German general (1896-1973)

Paul Klatt (6 December 1896 – 6 June 1973) was a German general who commanded the 3rd Mountain Division during World War II. He was a recipient of the Knight's Cross of the Iron Cross with Oak Leaves of Nazi Germany.

Klatt surrendered to the Red Army in the course of the Soviet 1945 Prague Offensive. Convicted as a criminal in the Soviet Union, he was held until 1955, when he was repatriated to Germany.

==First World War==
At the start of the First World War, Klatt entered the German Army as an officer candidate in an artillery regiment. After training at the Kriegsschule in Döberitz between December 1914 and February 1915, he was posted to Silesian Infantry Regiment Nr. 51, serving on the Western Front. Here he was seriously wounded on 18 May 1915. After recuperation, he returned to the front with his regiment in December 1915, and was serving as adjutant when he was taken prisoner by the British on 9 April 1917.

For his services during World War One he received the Iron Cross First and Second Class and the Wound Badge in Black.

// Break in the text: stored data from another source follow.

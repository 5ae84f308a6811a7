use crate::domain::auth::{IssuedRefreshToken, RefreshToken};
use crate::error::Result;
use async_trait::async_trait;

/// Persistence for refresh tokens.
///
/// Implementations generate the raw token value, store only its hash, and must make
/// [`RefreshTokenStore::mark_used`] and [`RefreshTokenStore::rotate`] behave as
/// compare-and-swap operations: of any number of concurrent calls on the same active
/// row, exactly one wins.
#[async_trait]
pub trait RefreshTokenStore: Send + Sync + std::fmt::Debug {
    /// Persists a new active token for `user_id`, bound to the access token `jwt_id`.
    ///
    /// # Errors
    /// Returns `AppError::Database` if the write fails.
    async fn create(&self, user_id: i64, jwt_id: &str, ttl_days: i64) -> Result<IssuedRefreshToken>;

    /// Looks up a token by its raw value.
    ///
    /// # Errors
    /// Returns `AppError::Database` if the read fails.
    async fn find_by_token(&self, token: &str) -> Result<Option<RefreshToken>>;

    /// Moves an active token to used. Returns `false`, changing nothing, if the row was
    /// not active at the time of the update.
    ///
    /// # Errors
    /// Returns `AppError::Database` if the update fails.
    async fn mark_used(&self, id: i64) -> Result<bool>;

    /// Marks `id` used and persists its successor for the same user in one unit of work.
    /// Returns `None` if `id` was no longer active, in which case nothing is written.
    ///
    /// # Errors
    /// Returns `AppError::Database` if the transaction fails.
    async fn rotate(&self, id: i64, jwt_id: &str, ttl_days: i64) -> Result<Option<IssuedRefreshToken>>;

    /// Revokes every active token owned by `user_id` and returns how many changed.
    ///
    /// # Errors
    /// Returns `AppError::Database` if the update fails.
    async fn revoke_all_active(&self, user_id: i64) -> Result<u64>;
}
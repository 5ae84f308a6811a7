use crate::domain::user::User;
use crate::error::Result;
use async_trait::async_trait;
use std::collections::BTreeSet;

/// Read access to users and their role assignments.
#[async_trait]
pub trait UserDirectory: Send + Sync + std::fmt::Debug {
    /// Finds an active user by id. Roles are not materialized.
    async fn find_by_id(&self, user_id: i64) -> Result<Option<User>>;

    /// Finds an active user by username. Roles are not materialized.
    async fn find_by_username(&self, username: &str) -> Result<Option<User>>;

    /// Names of the roles behind the user's active assignments.
    async fn fetch_active_roles(&self, user_id: i64) -> Result<BTreeSet<String>>;
}
use std::collections::BTreeSet;
use time::OffsetDateTime;

#[derive(Debug, Clone, PartialEq, Eq)]
pub struct UserSummary {
    pub id: i64,
    pub username: String,
    pub email: String,
    pub first_name: String,
    pub last_name: String,
    pub roles: BTreeSet<String>,
}

#[derive(Debug, Clone)]
pub struct AuthSession {
    pub token: String,
    pub refresh_token: String,
    pub expires_at: OffsetDateTime,
    pub user: UserSummary,
    pub redirect_to: String,
}

/// Result of a token-refresh attempt. Rejections carry no reason.
#[derive(Debug, Clone)]
pub enum RefreshOutcome {
    Renewed(AuthSession),
    Invalid,
}

/// Session check result for a presented access token.
#[derive(Debug, Clone, Default, PartialEq, Eq)]
pub struct TokenStatus {
    pub valid: bool,
    pub user_id: Option<i64>,
    pub username: Option<String>,
    pub remaining_seconds: i64,
}

impl TokenStatus {
    #[must_use]
    pub fn invalid() -> Self {
        Self::default()
    }
}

==Service between the Wars==
He was released in October 1919, and returned to serve in the Reichswehr as an infantry officer. By 1938 he was serving as commander of Gebirgspionier-Bataillon 83 in 3.Gebirgs-Division.

==Second World War==
With the outbreak of the Second World War his regiment took part in the Invasion of Poland 1939 as part of Army Group South, but was transferred to garrison duties on the West Wall before the end of the campaign. In 1940 the division joined the invasion of Norway, and took part in Operation Silberfuchs, the attack on the Soviet Arctic as part of Operation Barbarossa.

In August 1941 he was placed in temporary command of Gebirgsjäger-Regiment 138; which was confirmed in October 1941. He was awarded the Knight’s Cross in November 1942 for his actions as commander of the regiment in defensive actions around Tschernosjem, near Cholm.

He was wounded in December 1942, as the division took part in attempts to relive Stalingrad, and was promoted to Generalmajor on 20 February 1944. He was appointed to command 3. Gebirgs-Division on 3 July 1944, and was subsequently awarded the Oakleaves to the Knights Cross in December for his command of the division in the Battle of Debrecen.

He was still in command of the 3. Gebirgs-Division when he surrendered to the Red Army on 8 May 1945 in Silesia. He was eventually released on 5 October 1955, among the last German PoWs to be released. After his release he wrote a history of 3. Gebirgs-Division during the Second World War. He died on 3 July 1973 in Olching, near Munich.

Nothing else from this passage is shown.